Stored items
= = = =

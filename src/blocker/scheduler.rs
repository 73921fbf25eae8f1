//! Pipeline scheduling
//!
//! A single coordinator runs pool sync, status sync and merge in that
//! order once per tick. Each finished stage is published on a watch
//! channel so observers see explicit progress events.

use super::Blocker;
use chrono::{DateTime, Utc};
use rand::Rng;
use serde::Serialize;
use std::sync::Arc;
use std::time::Duration;
use tokio::sync::watch;
use tracing::{info, warn};

/// Pipeline stage
#[derive(Debug, Clone, Copy, PartialEq, Eq, Serialize)]
#[serde(rename_all = "snake_case")]
pub enum Stage {
    /// PR listing and simple conditions
    PoolSync,
    /// Full conditions and status publication
    StatusSync,
    /// Merge or retest
    Merge,
}

/// Last completed stage
#[derive(Debug, Clone, Default, PartialEq, Eq, Serialize)]
pub struct CycleProgress {
    /// Cycle number, starting at 1
    pub cycle: u64,
    /// Stage that just finished
    pub stage: Option<Stage>,
    /// When it finished
    pub finished_at: Option<DateTime<Utc>>,
}

/// `period` plus a uniform random delay of at most `jitter`
pub fn jittered(period: Duration, jitter: Duration) -> Duration {
    let max_ms = u64::try_from(jitter.as_millis()).unwrap_or(u64::MAX);
    if max_ms == 0 {
        return period;
    }
    let jitter_ms = rand::thread_rng().gen_range(0..=max_ms);
    period.saturating_add(Duration::from_millis(jitter_ms))
}

/// Coordinator driving the three passes
pub struct Scheduler {
    blocker: Arc<Blocker>,
    progress: watch::Sender<CycleProgress>,
    cycle: u64,
}

impl Scheduler {
    /// Create a scheduler for `blocker`
    pub fn new(blocker: Arc<Blocker>) -> Self {
        let (progress, _) = watch::channel(CycleProgress::default());
        Self {
            blocker,
            progress,
            cycle: 0,
        }
    }

    /// Receive stage completion events
    pub fn subscribe(&self) -> watch::Receiver<CycleProgress> {
        self.progress.subscribe()
    }

    fn finish(&self, stage: Stage) {
        self.progress.send_replace(CycleProgress {
            cycle: self.cycle,
            stage: Some(stage),
            finished_at: Some(Utc::now()),
        });
    }

    /// Run one full pipeline cycle; returns its number
    pub async fn run_cycle(&mut self) -> u64 {
        self.cycle += 1;
        info!(cycle = self.cycle, "starting pipeline cycle");

        if let Err(e) = self.blocker.sync_pools().await {
            warn!(error = %e, "pool sync failed");
        }
        self.finish(Stage::PoolSync);

        self.blocker.sync_statuses().await;
        self.finish(Stage::StatusSync);

        self.blocker.merge_all().await;
        self.finish(Stage::Merge);

        self.cycle
    }

    /// Run cycles forever, the first one immediately
    pub async fn run(mut self) {
        let settings = self.blocker.settings().clone();
        loop {
            self.run_cycle().await;
            let delay = jittered(settings.sync_period(), settings.jitter());
            info!(next_in_ms = delay.as_millis(), "pipeline cycle done");
            tokio::time::sleep(delay).await;
        }
    }
}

= = = =

• [PROMPT]
Please go line by line through the records above, copying each one that holds the string "DateTime".

• [TASK OUTPUT]
use chrono::{DateTime, Utc};
    pub finished_at: Option<DateTime<Utc>>,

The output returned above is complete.